Ransomware Attack Exposes Customer Data of Marquis Software Solutions
A recent ransomware attack on Marquis Software Solutions has resulted in significant data breaches affecting multiple financial institutions. This incident highlights the vulnerabilities that can arise when third-party software vendors are compromised, exposing sensitive customer information.
Marquis, a Texas-based company that develops marketing and compliance software for over 700 banks and credit unions, confirmed that its network was breached on August 14. The company’s client list includes Artisans’ Bank in Wilmington, Delaware, and VeraBank in Henderson, Texas, both of which have reported unauthorized access to the personal data of tens of thousands of customers.
The breach involved a ransomware group exploiting vulnerabilities in Marquis’ SonicWall firewall, leading to unauthorized access to customer data files managed on behalf of Marquis’ business clients. Initial forensic investigations indicated that the breach’s scope was limited to Marquis’ infrastructure, according to regulatory disclosures.
The exposed data compromises various personal identifiers, including names, addresses, Social Security numbers, financial account details without security codes, and birthdates. In its communication to regulators, Marquis stated that “suspicious activity” was first detected on August 14, culminating in the acknowledgment of a ransomware attack.
As of now, no specific ransomware group has claimed responsibility for the attack, and it remains uncertain whether Marquis paid any ransom. However, it’s notable that affiliates of the Akira ransomware-as-a-service group have targeted SonicWall products in similar incidents. Due to this prior activity, it raises concerns regarding the persistent threats posed by such adversaries.

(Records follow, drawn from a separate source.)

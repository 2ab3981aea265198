//! Command-line argument definitions using clap.

use clap::{Args as ClapArgs, Parser, Subcommand};
use std::path::PathBuf;

use crate::config::Config;

/// Statistical map collection registry CLI.
#[derive(Parser, Debug)]
#[command(
    name = "statmap-vault",
    version,
    about = "Manage statistical map collections and their private tokens",
    long_about = "A CLI tool to split neuroimaging filenames, generate private collection \
                  tokens and manage a registry of collections and images."
)]
pub struct Args {
    /// Path to configuration file.
    #[arg(short, long, default_value = "statmap.toml", global = true)]
    pub config: PathBuf,

    /// Path to the collection store (overrides the config file).
    #[arg(short, long, env = "STATMAP_STORE", global = true)]
    pub store: Option<PathBuf>,

    /// Enable debug logging.
    #[arg(long, global = true)]
    pub debug: bool,

    #[command(subcommand)]
    pub command: Command,
}

/// Top-level commands.
#[derive(Subcommand, Debug)]
pub enum Command {
    /// Split paths into directory, stem and extension.
    Split {
        /// Paths to split.
        #[arg(required = true)]
        paths: Vec<String>,

        /// Print one JSON object per path.
        #[arg(long)]
        json: bool,
    },

    /// Generate a private token unused by any collection.
    Token(TokenArgs),

    /// Manage collections.
    #[command(subcommand)]
    Collection(CollectionCommand),

    /// Manage images.
    #[command(subcommand)]
    Image(ImageCommand),
}

/// Token generation overrides.
#[derive(ClapArgs, Debug, Default)]
pub struct TokenArgs {
    /// Number of letters in the token.
    #[arg(short, long)]
    pub length: Option<usize>,

    /// Collisions tolerated before giving up.
    #[arg(long)]
    pub max_retries: Option<u32>,
}

/// Collection subcommands.
#[derive(Subcommand, Debug)]
pub enum CollectionCommand {
    /// Create a collection.
    Create {
        /// Collection name.
        name: String,

        /// Owner of the collection.
        #[arg(short, long, env = "STATMAP_OWNER")]
        owner: String,

        /// Give the collection a private-access token.
        #[arg(long)]
        private: bool,

        #[command(flatten)]
        token: TokenArgs,
    },

    /// Edit a collection.
    Edit {
        /// Collection ID.
        id: u64,

        /// New name.
        #[arg(short, long)]
        name: Option<String>,

        /// New owner.
        #[arg(short, long)]
        owner: Option<String>,

        /// Give the collection a private-access token.
        #[arg(long, conflicts_with = "public")]
        private: bool,

        /// Drop the collection's private-access token.
        #[arg(long)]
        public: bool,

        #[command(flatten)]
        token: TokenArgs,
    },

    /// List all collections.
    List,

    /// Show a collection and its images.
    Show {
        /// Collection ID.
        #[arg(required_unless_present = "token", conflicts_with = "token")]
        id: Option<u64>,

        /// Look the collection up by its private-access token instead.
        #[arg(long)]
        token: Option<String>,
    },
}

/// Image subcommands.
#[derive(Subcommand, Debug)]
pub enum ImageCommand {
    /// Add an image to a collection.
    Add {
        /// Collection ID.
        collection: u64,

        /// Path of the map file.
        file: String,

        /// Display name (defaults to the file's stem).
        #[arg(short, long)]
        name: Option<String>,

        /// Tag to attach. Can be repeated.
        #[arg(short, long = "tag")]
        tags: Vec<String>,
    },

    /// Rename an image or replace its tags.
    Edit {
        /// Image ID.
        id: u64,

        /// New display name.
        #[arg(short, long)]
        name: Option<String>,

        /// Replacement tag. Can be repeated.
        #[arg(short, long = "tag")]
        tags: Vec<String>,

        /// Remove all tags.
        #[arg(long, conflicts_with = "tags")]
        clear_tags: bool,
    },

    /// Remove an image.
    Remove {
        /// Image ID.
        id: u64,
    },

    /// Show an image.
    Show {
        /// Image ID.
        id: u64,
    },

    /// List images carrying a tag.
    Tagged {
        /// Tag name.
        tag: String,
    },
}

impl TokenArgs {
    /// Apply token overrides to the config.
    pub fn merge_into_config(&self, config: &mut Config) {
        if let Some(length) = self.length {
            config.token.length = length;
        }

        if let Some(max_retries) = self.max_retries {
            config.token.max_retries = Some(max_retries);
        }
    }
}

impl Args {
    /// Merge CLI arguments into an existing config, overriding where specified.
    pub fn merge_into_config(&self, config: &mut Config) {
        if let Some(store) = &self.store {
            config.store.path = Some(store.clone());
        }

        match &self.command {
            Command::Token(token)
            | Command::Collection(CollectionCommand::Create { token, .. })
            | Command::Collection(CollectionCommand::Edit { token, .. }) => {
                token.merge_into_config(config)
            }
            _ => {}
        }
    }
}

#[cfg(test)]
mod tests {
    use super::*;

    #[test]
    fn test_token_overrides_merge() {
        let args = Args::parse_from([
            "statmap-vault",
            "--store",
            "/tmp/store.json",
            "token",
            "--length",
            "12",
            "--max-retries",
            "5",
        ]);
        let mut config = Config::default();
        args.merge_into_config(&mut config);

        assert_eq!(config.token.length, 12);
        assert_eq!(config.token.max_retries, Some(5));
        assert_eq!(config.store.path, Some(PathBuf::from("/tmp/store.json")));
    }

    #[test]
    fn test_collection_create_parses() {
        let args = Args::parse_from([
            "statmap-vault",
            "collection",
            "create",
            "Pain",
            "--owner",
            "alice",
            "--private",
            "--length",
            "10",
        ]);
        let mut config = Config::default();
        args.merge_into_config(&mut config);
        assert_eq!(config.token.length, 10);

        match args.command {
            Command::Collection(CollectionCommand::Create {
                name,
                owner,
                private,
                ..
            }) => {
                assert_eq!(name, "Pain");
                assert_eq!(owner, "alice");
                assert!(private);
            }
            other => panic!("unexpected command: {:?}", other),
        }
    }

    #[test]
    fn test_image_add_repeated_tags() {
        let args = Args::parse_from([
            "statmap-vault",
            "image",
            "add",
            "3",
            "maps/zstat1.nii.gz",
            "--tag",
            "motor",
            "-t",
            "fmri",
        ]);
        match args.command {
            Command::Image(ImageCommand::Add {
                collection, tags, ..
            }) => {
                assert_eq!(collection, 3);
                assert_eq!(tags, vec!["motor", "fmri"]);
            }
            other => panic!("unexpected command: {:?}", other),
        }
    }

    #[test]
    fn test_split_requires_paths() {
        assert!(Args::try_parse_from(["statmap-vault", "split"]).is_err());
    }

    #[test]
    fn test_negative_length_rejected() {
        assert!(Args::try_parse_from(["statmap-vault", "token", "--length", "-3"]).is_err());
    }

    #[test]
    fn test_collection_edit_parses() {
        let args = Args::parse_from([
            "statmap-vault",
            "collection",
            "edit",
            "4",
            "--name",
            "Reward",
            "--private",
            "--length",
            "6",
        ]);
        let mut config = Config::default();
        args.merge_into_config(&mut config);
        assert_eq!(config.token.length, 6);

        match args.command {
            Command::Collection(CollectionCommand::Edit {
                id,
                name,
                owner,
                private,
                public,
                ..
            }) => {
                assert_eq!(id, 4);
                assert_eq!(name.as_deref(), Some("Reward"));
                assert_eq!(owner, None);
                assert!(private);
                assert!(!public);
            }
            other => panic!("unexpected command: {:?}", other),
        }

        assert!(Args::try_parse_from([
            "statmap-vault",
            "collection",
            "edit",
            "4",
            "--private",
            "--public",
        ])
        .is_err());
    }

    #[test]
    fn test_collection_show_by_id_or_token() {
        let args = Args::parse_from(["statmap-vault", "collection", "show", "--token", "ABCDEFGH"]);
        match args.command {
            Command::Collection(CollectionCommand::Show { id, token }) => {
                assert_eq!(id, None);
                assert_eq!(token.as_deref(), Some("ABCDEFGH"));
            }
            other => panic!("unexpected command: {:?}", other),
        }

        assert!(Args::try_parse_from(["statmap-vault", "collection", "show"]).is_err());
        assert!(Args::try_parse_from([
            "statmap-vault",
            "collection",
            "show",
            "3",
            "--token",
            "ABCDEFGH",
        ])
        .is_err());
    }

    #[test]
    fn test_image_edit_and_remove_parse() {
        let args = Args::parse_from(["statmap-vault", "image", "edit", "9", "--clear-tags"]);
        match args.command {
            Command::Image(ImageCommand::Edit {
                id,
                tags,
                clear_tags,
                ..
            }) => {
                assert_eq!(id, 9);
                assert!(tags.is_empty());
                assert!(clear_tags);
            }
            other => panic!("unexpected command: {:?}", other),
        }

        let args = Args::parse_from(["statmap-vault", "image", "remove", "9"]);
        assert!(matches!(
            args.command,
            Command::Image(ImageCommand::Remove { id: 9 })
        ));
    }
}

In response to the breach, Artisans’ Bank informed regulators that it would notify 32,344 individuals about the compromise of their personal information. Marquis first alerted the bank to the potential data exposure on October 28, initiating further investigations to determine the full extent of compromised files.
VeraBank followed suit, notifying approximately 37,318 customers that their data was exposed, offering them 24 months of credit monitoring and fraud protection services. They conducted a thorough review of the compromised files, concluding the assessment on December 12, and informed customers that the shared data was intended to better tailor banking products and services to their needs with contractual agreements for data security in place.

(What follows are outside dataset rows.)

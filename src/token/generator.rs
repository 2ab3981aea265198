//! Random private-access token generation.

use rand::Rng;

use crate::error::{Error, Result};
use crate::token::registry::TokenRegistry;

/// Characters tokens are drawn from.
pub const TOKEN_ALPHABET: &[u8; 26] = b"ABCDEFGHIJKLMNOPQRSTUVWXYZ";

/// Token length used when none is configured.
pub const DEFAULT_TOKEN_LENGTH: usize = 8;

/// Generates fixed-length uppercase tokens that are not yet in a registry.
///
/// The registry lookup only filters out tokens already recorded when the
/// check runs. Two callers can still draw the same unused token and race to
/// store it, so the store must reject duplicates on insert (see
/// `CollectionStore::insert_collection`).
#[derive(Debug, Clone, Copy, PartialEq, Eq)]
pub struct TokenGenerator {
    length: usize,
    max_retries: Option<u32>,
}

impl Default for TokenGenerator {
    fn default() -> Self {
        Self {
            length: DEFAULT_TOKEN_LENGTH,
            max_retries: None,
        }
    }
}

impl TokenGenerator {
    /// Create a generator for tokens of `length` characters.
    pub fn new(length: usize) -> Result<Self> {
        if length == 0 {
            return Err(Error::InvalidLength(length));
        }
        Ok(Self {
            length,
            max_retries: None,
        })
    }

    /// Limit how many collisions are retried. `None` retries forever.
    pub fn with_max_retries(mut self, max_retries: Option<u32>) -> Self {
        self.max_retries = max_retries;
        self
    }

    pub fn length(&self) -> usize {
        self.length
    }

    pub fn max_retries(&self) -> Option<u32> {
        self.max_retries
    }

    /// Draw a candidate token without checking the registry.
    pub fn draw<R: Rng + ?Sized>(&self, rng: &mut R) -> String {
        (0..self.length)
            .map(|_| TOKEN_ALPHABET[rng.gen_range(0..TOKEN_ALPHABET.len())] as char)
            .collect()
    }

    /// Draw candidates from `rng` until one is absent from `registry`.
    pub fn generate_with<R, T>(&self, rng: &mut R, registry: &T) -> Result<String>
    where
        R: Rng + ?Sized,
        T: TokenRegistry + ?Sized,
    {
        let mut attempts: u32 = 0;
        loop {
            let candidate = self.draw(rng);
            attempts = attempts.saturating_add(1);

            if !registry.token_exists(&candidate)? {
                tracing::debug!("Generated token after {} attempt(s)", attempts);
                return Ok(candidate);
            }

            tracing::debug!("Token collision on attempt {}", attempts);

            if let Some(max_retries) = self.max_retries {
                if attempts > max_retries {
                    tracing::warn!(
                        "Giving up on token generation after {} attempts (length {})",
                        attempts,
                        self.length
                    );
                    return Err(Error::ExhaustedRetries { attempts });
                }
            }
        }
    }

    /// Generate an unused token using the thread-local RNG.
    pub fn generate<T: TokenRegistry + ?Sized>(&self, registry: &T) -> Result<String> {
        self.generate_with(&mut rand::thread_rng(), registry)
    }
}

/// Generate an unused 8-letter token with unbounded retries.
pub fn generate_url_token<T: TokenRegistry + ?Sized>(registry: &T) -> Result<String> {
    TokenGenerator::default().generate(registry)
}

#[cfg(test)]
mod tests {
    use super::*;
    use rand::rngs::StdRng;
    use rand::SeedableRng;
    use std::cell::RefCell;
    use std::collections::HashSet;

    /// Reports a collision for the first `collisions` lookups and records every candidate.
    struct CollidingRegistry {
        collisions: usize,
        seen: RefCell<Vec<String>>,
    }

    impl CollidingRegistry {
        fn new(collisions: usize) -> Self {
            Self {
                collisions,
                seen: RefCell::new(Vec::new()),
            }
        }
    }

    impl TokenRegistry for CollidingRegistry {
        fn token_exists(&self, token: &str) -> Result<bool> {
            let mut seen = self.seen.borrow_mut();
            seen.push(token.to_string());
            Ok(seen.len() <= self.collisions)
        }
    }

    struct FailingRegistry;

    impl TokenRegistry for FailingRegistry {
        fn token_exists(&self, _token: &str) -> Result<bool> {
            Err(Error::Store("unavailable".into()))
        }
    }

    fn is_token(token: &str, length: usize) -> bool {
        token.len() == length && token.chars().all(|c| c.is_ascii_uppercase())
    }

    #[test]
    fn test_tokens_have_requested_length_and_alphabet() {
        let registry: HashSet<String> = HashSet::new();
        for length in [1, 4, 8, 32] {
            let generator = TokenGenerator::new(length).unwrap();
            for _ in 0..20 {
                let token = generator.generate(&registry).unwrap();
                assert!(is_token(&token, length), "bad token {:?}", token);
            }
        }
    }

    #[test]
    fn test_default_url_token() {
        let token = generate_url_token(&HashSet::<String>::new()).unwrap();
        assert!(is_token(&token, DEFAULT_TOKEN_LENGTH));
    }

    #[test]
    fn test_zero_length_is_rejected() {
        assert!(matches!(
            TokenGenerator::new(0),
            Err(Error::InvalidLength(0))
        ));
    }

    #[test]
    fn test_returns_first_draw_without_collisions() {
        let registry = CollidingRegistry::new(0);
        let token = TokenGenerator::default()
            .generate_with(&mut StdRng::seed_from_u64(7), &registry)
            .unwrap();

        let seen = registry.seen.borrow();
        assert_eq!(seen.len(), 1);
        assert_eq!(seen[0], token);
    }

    #[test]
    fn test_retries_until_registry_accepts() {
        let registry = CollidingRegistry::new(3);
        let token = TokenGenerator::default()
            .generate_with(&mut StdRng::seed_from_u64(42), &registry)
            .unwrap();

        let seen = registry.seen.borrow();
        assert_eq!(seen.len(), 4);
        assert_eq!(seen[3], token);
    }

    #[test]
    fn test_seeded_generation_matches_draw_sequence() {
        let generator = TokenGenerator::new(6).unwrap();
        let mut expected_rng = StdRng::seed_from_u64(99);
        let first = generator.draw(&mut expected_rng);
        let second = generator.draw(&mut expected_rng);

        let taken: HashSet<String> = [first].into_iter().collect();
        let token = generator
            .generate_with(&mut StdRng::seed_from_u64(99), &taken)
            .unwrap();
        assert_eq!(token, second);
    }

    #[test]
    fn test_bounded_retries_exhaust() {
        let registry = CollidingRegistry::new(usize::MAX);
        let result = TokenGenerator::default()
            .with_max_retries(Some(2))
            .generate_with(&mut StdRng::seed_from_u64(1), &registry);

        assert!(matches!(
            result,
            Err(Error::ExhaustedRetries { attempts: 3 })
        ));
        assert_eq!(registry.seen.borrow().len(), 3);
    }

    #[test]
    fn test_bounded_retries_still_succeed_within_bound() {
        let registry = CollidingRegistry::new(2);
        let token = TokenGenerator::default()
            .with_max_retries(Some(2))
            .generate_with(&mut StdRng::seed_from_u64(5), &registry)
            .unwrap();
        assert_eq!(registry.seen.borrow().len(), 3);
        assert!(is_token(&token, DEFAULT_TOKEN_LENGTH));
    }

    #[test]
    fn test_registry_errors_propagate() {
        let result = TokenGenerator::default().generate(&FailingRegistry);
        assert!(matches!(result, Err(Error::Store(_))));
    }
}
//! # View State Module
//!
//! Domain records shown by the screens. These types are plain values that
//! can be:
//!
//! - Serialized into navigation payloads
//! - Rendered by any frontend
//! - Compared in tests

pub mod campus;
pub mod essentials;
pub mod exploration;
pub mod networking;

pub use campus::{Coordinate, Department, StudyRoom};
pub use essentials::{AdministrativeHold, HoldLink, PhonePlan};
pub use exploration::{FoodCategory, FoodRecommendation, HousingListing, RoomType};
pub use networking::{Alumnus, Club};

Preliminary reports indicate that the total number of individuals affected by the Marquis breach may exceed 1.4 million. This incident serves as a stark reminder of the importance of robust cybersecurity measures and due diligence in vendor relationships.

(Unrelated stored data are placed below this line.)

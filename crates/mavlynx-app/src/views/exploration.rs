//! # Exploration View State
//!
//! Housing listings and food/recreation recommendations.

use serde::{Deserialize, Serialize};
use std::fmt;
use std::str::FromStr;

use crate::errors::AppError;

// =============================================================================
// Housing
// =============================================================================

/// Kind of unit a housing listing offers
#[derive(Debug, Clone, Copy, PartialEq, Eq, Hash, Default, Serialize, Deserialize)]
pub enum RoomType {
    /// No constraint (filter value only)
    #[default]
    #[serde(rename = "all")]
    All,
    /// Studio apartment
    #[serde(rename = "studio")]
    Studio,
    /// One-bedroom apartment
    #[serde(rename = "1-bedroom")]
    OneBedroom,
    /// Shared unit
    #[serde(rename = "shared")]
    Shared,
}

impl RoomType {
    /// Wire name used in payloads and on the command line
    pub fn as_str(&self) -> &'static str {
        match self {
            Self::All => "all",
            Self::Studio => "studio",
            Self::OneBedroom => "1-bedroom",
            Self::Shared => "shared",
        }
    }

    /// Display label used by the filter form
    pub fn label(&self) -> &'static str {
        match self {
            Self::All => "All",
            Self::Studio => "Studio",
            Self::OneBedroom => "1-Bedroom",
            Self::Shared => "Shared",
        }
    }

    /// Selectable values, in form order
    pub fn all() -> &'static [RoomType] {
        &[Self::All, Self::Studio, Self::OneBedroom, Self::Shared]
    }

    /// Whether a listing of type `other` satisfies this filter value
    pub fn accepts(&self, other: RoomType) -> bool {
        *self == Self::All || *self == other
    }
}

impl fmt::Display for RoomType {
    fn fmt(&self, f: &mut fmt::Formatter<'_>) -> fmt::Result {
        f.write_str(self.as_str())
    }
}

impl FromStr for RoomType {
    type Err = AppError;

    fn from_str(s: &str) -> Result<Self, Self::Err> {
        Self::all()
            .iter()
            .copied()
            .find(|t| t.as_str().eq_ignore_ascii_case(s) || t.label().eq_ignore_ascii_case(s))
            .ok_or_else(|| AppError::InvalidInput(format!("unknown room type: {s}")))
    }
}

/// An off-campus housing listing
#[derive(Debug, Clone, PartialEq, Eq, Serialize, Deserialize)]
#[serde(rename_all = "camelCase")]
pub struct HousingListing {
    /// Listing identifier
    pub id: u32,
    /// Image reference (URL)
    pub image: String,
    /// Street address
    pub address: String,
    /// Monthly rent, in whole currency units
    pub rent: u32,
    /// Amenity labels
    pub amenities: Vec<String>,
    /// Size in square feet
    pub size: u32,
    /// Kind of unit
    pub room_type: RoomType,
}

impl HousingListing {
    /// Amenities joined for a single display line
    pub fn amenities_line(&self) -> String {
        self.amenities.join(", ")
    }
}

// =============================================================================
// Food & Recreation
// =============================================================================

/// Neutral tag colour for categories without a dedicated colour
pub const DEFAULT_CATEGORY_COLOR: &str = "#9E9E9E";

/// Known recommendation categories
#[derive(Debug, Clone, Copy, PartialEq, Eq, Hash)]
pub enum FoodCategory {
    /// Restaurants and cafes
    Dining,
    /// Grocery stores
    Grocery,
    /// Entertainment venues
    Entertainment,
    /// Anything else
    Other,
}

impl FoodCategory {
    /// Classify a free-form category label, ignoring case.
    ///
    /// Unrecognized labels map to [`FoodCategory::Other`].
    pub fn from_label(label: &str) -> Self {
        match label.trim().to_lowercase().as_str() {
            "dining" => Self::Dining,
            "grocery" => Self::Grocery,
            "entertainment" => Self::Entertainment,
            _ => Self::Other,
        }
    }

    /// Tag colour for this category
    pub fn color(&self) -> &'static str {
        match self {
            Self::Dining => "#FF9800",
            Self::Grocery => "#4CAF50",
            Self::Entertainment => "#2196F3",
            Self::Other => DEFAULT_CATEGORY_COLOR,
        }
    }
}

/// Tag colour for a free-form category label
pub fn category_color(label: &str) -> &'static str {
    FoodCategory::from_label(label).color()
}

/// A food or recreation spot near campus
#[derive(Debug, Clone, PartialEq, Serialize, Deserialize)]
pub struct FoodRecommendation {
    /// Recommendation identifier
    pub id: u32,
    /// Place name
    pub name: String,
    /// Short description
    pub description: String,
    /// Street address
    pub location: String,
    /// Rating between 0 and 5
    pub rating: f32,
    /// Category label as provided by the source
    pub category: String,
}

impl FoodRecommendation {
    /// Classified category
    pub fn category_kind(&self) -> FoodCategory {
        FoodCategory::from_label(&self.category)
    }

    /// Tag colour for this recommendation
    pub fn category_color(&self) -> &'static str {
        category_color(&self.category)
    }

    /// Five-star row; star `n` (1-based) is filled iff `n <= rating`
    pub fn stars(&self) -> [bool; 5] {
        let mut stars = [false; 5];
        for (i, star) in stars.iter_mut().enumerate() {
            *star = (i + 1) as f32 <= self.rating;
        }
        stars
    }
}

#[cfg(test)]
mod tests {
    use super::*;

    fn food(rating: f32, category: &str) -> FoodRecommendation {
        FoodRecommendation {
            id: 1,
            name: "Spot".to_string(),
            description: String::new(),
            location: String::new(),
            rating,
            category: category.to_string(),
        }
    }

    #[test]
    fn test_category_color_ignores_case() {
        assert_eq!(category_color("Grocery"), "#4CAF50");
        assert_eq!(category_color("GROCERY"), "#4CAF50");
        assert_eq!(category_color("grocery"), "#4CAF50");
    }

    #[test]
    fn test_unknown_category_uses_neutral_color() {
        assert_eq!(category_color("unknown"), DEFAULT_CATEGORY_COLOR);
        assert_eq!(category_color(""), DEFAULT_CATEGORY_COLOR);
        assert_eq!(FoodCategory::from_label("unknown"), FoodCategory::Other);
    }

    #[test]
    fn test_stars_follow_rating() {
        assert_eq!(food(4.5, "Dining").stars(), [true, true, true, true, false]);
        assert_eq!(food(4.0, "Dining").stars(), [true, true, true, true, false]);
        assert_eq!(food(0.0, "Dining").stars(), [false; 5]);
        assert_eq!(food(5.0, "Dining").stars(), [true; 5]);
    }

    #[test]
    fn test_room_type_parse() {
        assert_eq!("studio".parse::<RoomType>().ok(), Some(RoomType::Studio));
        assert_eq!("1-Bedroom".parse::<RoomType>().ok(), Some(RoomType::OneBedroom));
        assert_eq!("ALL".parse::<RoomType>().ok(), Some(RoomType::All));
        assert!("penthouse".parse::<RoomType>().is_err());
    }

    #[test]
    fn test_room_type_accepts() {
        assert!(RoomType::All.accepts(RoomType::Shared));
        assert!(RoomType::Studio.accepts(RoomType::Studio));
        assert!(!RoomType::Studio.accepts(RoomType::Shared));
    }

    #[test]
    fn test_room_type_serde_names() {
        let json = serde_json::to_string(&RoomType::OneBedroom).unwrap_or_default();
        assert_eq!(json, "\"1-bedroom\"");
    }
}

In analyzing the attack through the lens of the MITRE ATT&CK framework, it is plausible that tactics such as initial access, exploitation of external vulnerabilities, and lateral movement were employed by the adversaries. Business owners must stay vigilant about the potential repercussions of third-party breaches and ensure their cybersecurity strategies encompass thorough vetting and continuous monitoring of external partners.